+++ Entries shown +++

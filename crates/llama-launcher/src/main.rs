// llama-launcher/src/main.rs

#[cfg(feature = "cli")]
use clap::Parser;
#[cfg(feature = "cli")]
use dotenvy::dotenv;
#[cfg(feature = "cli")]
use llama_launcher::{
    config::{check_non_negative, gib_to_bytes},
    telemetry::init_tracing, LaunchError, Launcher, LauncherConfig,
    LocalPortProbe, Session, SessionOutcome, SystemMemoryProbe, TerminalPrompter,
};
#[cfg(feature = "cli")]
use std::path::PathBuf;

/// Build a llama-server command interactively, with memory and port checks.
#[cfg(feature = "cli")]
#[derive(Debug, Parser)]
#[command(name = "llama-launcher", version, about)]
struct Cli {
    /// Config file holding `model_dir`
    #[arg(long, env = "LLAMA_LAUNCHER_CONFIG", value_name = "FILE")]
    config: Option<PathBuf>,

    /// Server binary to look up and launch
    #[arg(long, env = "LLAMA_BIN", value_name = "BINARY")]
    binary: Option<String>,

    /// Print the command without running it
    #[arg(long)]
    dry_run: bool,

    /// With --dry-run, also print the launch plan as JSON
    #[arg(long, requires = "dry_run")]
    json: bool,

    /// Memory kept in reserve when estimating safe usage
    #[arg(long, env = "LLAMA_LAUNCHER_OVERHEAD_GIB", value_name = "GIB")]
    overhead_gib: Option<f64>,

    /// Estimated context cost per token
    #[arg(long, env = "LLAMA_LAUNCHER_MIB_PER_TOKEN", value_name = "MIB")]
    mib_per_token: Option<f64>,

    /// -v for info logs, -vv for debug
    #[arg(short, long, action = clap::ArgAction::Count)]
    verbose: u8,
}

#[cfg(feature = "cli")]
impl Cli {
    fn apply(&self, cfg: &mut LauncherConfig) -> Result<(), LaunchError> {
        if let Some(path) = &self.config {
            cfg.config_path = path.clone();
        }
        if let Some(binary) = &self.binary {
            cfg.binary = binary.clone();
        }
        if let Some(gib) = self.overhead_gib {
            cfg.overhead_margin_bytes = gib_to_bytes(check_non_negative(gib, "overhead margin in GiB")?);
        }
        if let Some(mib) = self.mib_per_token {
            cfg.mib_per_token = check_non_negative(mib, "MiB-per-token coefficient")?;
        }
        cfg.dry_run = self.dry_run;
        Ok(())
    }
}

#[cfg(feature = "cli")]
fn main() -> anyhow::Result<()> {
    dotenv().ok();

    let cli = Cli::parse();
    init_tracing(cli.verbose);

    match run(&cli) {
        Ok(()) => Ok(()),
        Err(LaunchError::Interrupted) => {
            println!("\nAborted.");
            Ok(())
        }
        Err(e) if e.is_fatal() => {
            eprintln!("\nError: {}", e);
            std::process::exit(1);
        }
        Err(e) => Err(e.into()),
    }
}

#[cfg(feature = "cli")]
fn run(cli: &Cli) -> Result<(), LaunchError> {
    let mut cfg = LauncherConfig::from_env()?;
    cli.apply(&mut cfg)?;
    cfg.print_config();

    let mut prompter = TerminalPrompter::new();
    let memory = SystemMemoryProbe::new();
    let ports = LocalPortProbe::new(cfg.port_probe_timeout);
    let mut session = Session::new(&cfg, &mut prompter, &memory, &ports);

    let (plan, config) = match session.run()? {
        SessionOutcome::Ready { plan, config } => (plan, config),
        SessionOutcome::Cancelled => {
            println!("Exiting.");
            return Ok(());
        }
    };

    if cfg.dry_run {
        session.preview(&plan);
        if cli.json {
            let json = serde_json::to_string_pretty(&plan)
                .map_err(|e| LaunchError::Io(e.into()))?;
            println!("{}", json);
        }
        return Ok(());
    }

    if !session.confirm_launch(&plan)? {
        return Ok(());
    }

    let launcher = Launcher::new(cfg.binary.clone(), cfg.config_path.clone());
    match launcher.launch(&plan, &config)? {}
}

#[cfg(not(feature = "cli"))]
fn main() {
    println!("CLI feature not enabled. Enable with --features cli");
}
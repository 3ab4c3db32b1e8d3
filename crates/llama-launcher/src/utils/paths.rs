use directories::BaseDirs;
use std::path::{Path, PathBuf};

/// Expand a leading `~` to the current user's home directory.
///
/// Anything else, including `~otheruser`, is returned unchanged.
pub fn expand_home(path: &str) -> PathBuf {
    let home = BaseDirs::new().map(|dirs| dirs.home_dir().to_path_buf());
    expand_home_with(path, home.as_deref())
}

fn expand_home_with(path: &str, home: Option<&Path>) -> PathBuf {
    let Some(home) = home else {
        return PathBuf::from(path);
    };

    if path == "~" {
        return home.to_path_buf();
    }
    match path.strip_prefix("~/") {
        Some(rest) => home.join(rest),
        None => PathBuf::from(path),
    }
}
//! Memory probing and safe-limit estimation.

pub mod estimator;
pub mod probe;

pub use estimator::{AvailabilityEstimator, SafeLimit, DEFAULT_OVERHEAD_MARGIN_BYTES, GIB};
pub use probe::{parse_vm_stat, MemoryProbe, MemorySnapshot, SystemMemoryProbe, VmStat};
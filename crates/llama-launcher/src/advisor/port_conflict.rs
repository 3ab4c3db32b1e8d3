//! Port Conflict Resolver
//!
//! A port counts as taken when a TCP connect to `localhost:<port>` succeeds.
//! Any probe error reads as "free".

use crate::error::Result;
use crate::prompt::{prompt_number, Prompter};
use std::net::{SocketAddr, TcpStream, ToSocketAddrs};
use std::time::Duration;
use tracing::{debug, warn};

pub trait PortProbe {
    fn is_bound(&self, port: u16) -> bool;
}

#[derive(Debug, Clone, Copy)]
pub struct LocalPortProbe {
    timeout: Duration,
}

impl Default for LocalPortProbe {
    fn default() -> Self {
        Self {
            timeout: Duration::from_millis(500),
        }
    }
}

impl LocalPortProbe {
    pub fn new(timeout: Duration) -> Self {
        Self { timeout }
    }

    fn addresses(port: u16) -> Vec<SocketAddr> {
        match ("localhost", port).to_socket_addrs() {
            Ok(addrs) => addrs.collect(),
            Err(e) => {
                debug!("Could not resolve localhost: {}", e);
                vec![SocketAddr::from(([127, 0, 0, 1], port))]
            }
        }
    }
}

impl PortProbe for LocalPortProbe {
    fn is_bound(&self, port: u16) -> bool {
        Self::addresses(port).iter().any(|addr| {
            match TcpStream::connect_timeout(addr, self.timeout) {
                Ok(_) => {
                    debug!("Port {} answered on {}", port, addr);
                    true
                }
                Err(e) => {
                    debug!("Port {} probe on {}: {}", port, addr, e);
                    false
                }
            }
        })
    }
}

#[derive(Debug, Clone, Copy, PartialEq, Eq)]
pub enum PortState {
    /// Seeded by the user's first answer.
    Proposed(u16),
    /// A replacement entered after a declined conflict.
    Retry(u16),
    Accepted(u16),
}

pub struct PortConflictResolver<'a, Q: PortProbe + ?Sized> {
    probe: &'a Q,
}

impl<'a, Q: PortProbe + ?Sized> PortConflictResolver<'a, Q> {
    pub fn new(probe: &'a Q) -> Self {
        Self { probe }
    }

    /// Runs the state machine from `Proposed(port)` until `Accepted`.
    pub fn resolve<P: Prompter + ?Sized>(&self, prompter: &mut P, port: u16) -> Result<u16> {
        let mut state = PortState::Proposed(port);
        loop {
            state = match state {
                PortState::Accepted(port) => return Ok(port),
                PortState::Proposed(port) | PortState::Retry(port) if !self.probe.is_bound(port) => {
                    PortState::Accepted(port)
                }
                PortState::Proposed(port) => {
                    prompter.warn(&format!("[WARNING] Port {} appears to be in use.", port));
                    self.override_or_retry(prompter, port)?
                }
                PortState::Retry(port) => {
                    prompter.warn(&format!("Port {} is also in use.", port));
                    self.override_or_retry(prompter, port)?
                }
            };
        }
    }

    fn override_or_retry<P: Prompter + ?Sized>(&self, prompter: &mut P, port: u16) -> Result<PortState> {
        if prompter.confirm("Use this port anyway?", false, None)? {
            warn!("Port {} accepted despite conflict", port);
            return Ok(PortState::Accepted(port));
        }
        let next = prompt_number(
            prompter,
            "Enter a different port",
            port.checked_add(1).unwrap_or(port),
            None,
            "port",
        )?;
        Ok(PortState::Retry(next))
    }
}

+++

**Work required**
Report each line above that includes the string "SessionOutcome".

**Response area**
    LocalPortProbe, Session, SessionOutcome, SystemMemoryProbe, TerminalPrompter,
        SessionOutcome::Ready { plan, config } => (plan, config),
        SessionOutcome::Cancelled => {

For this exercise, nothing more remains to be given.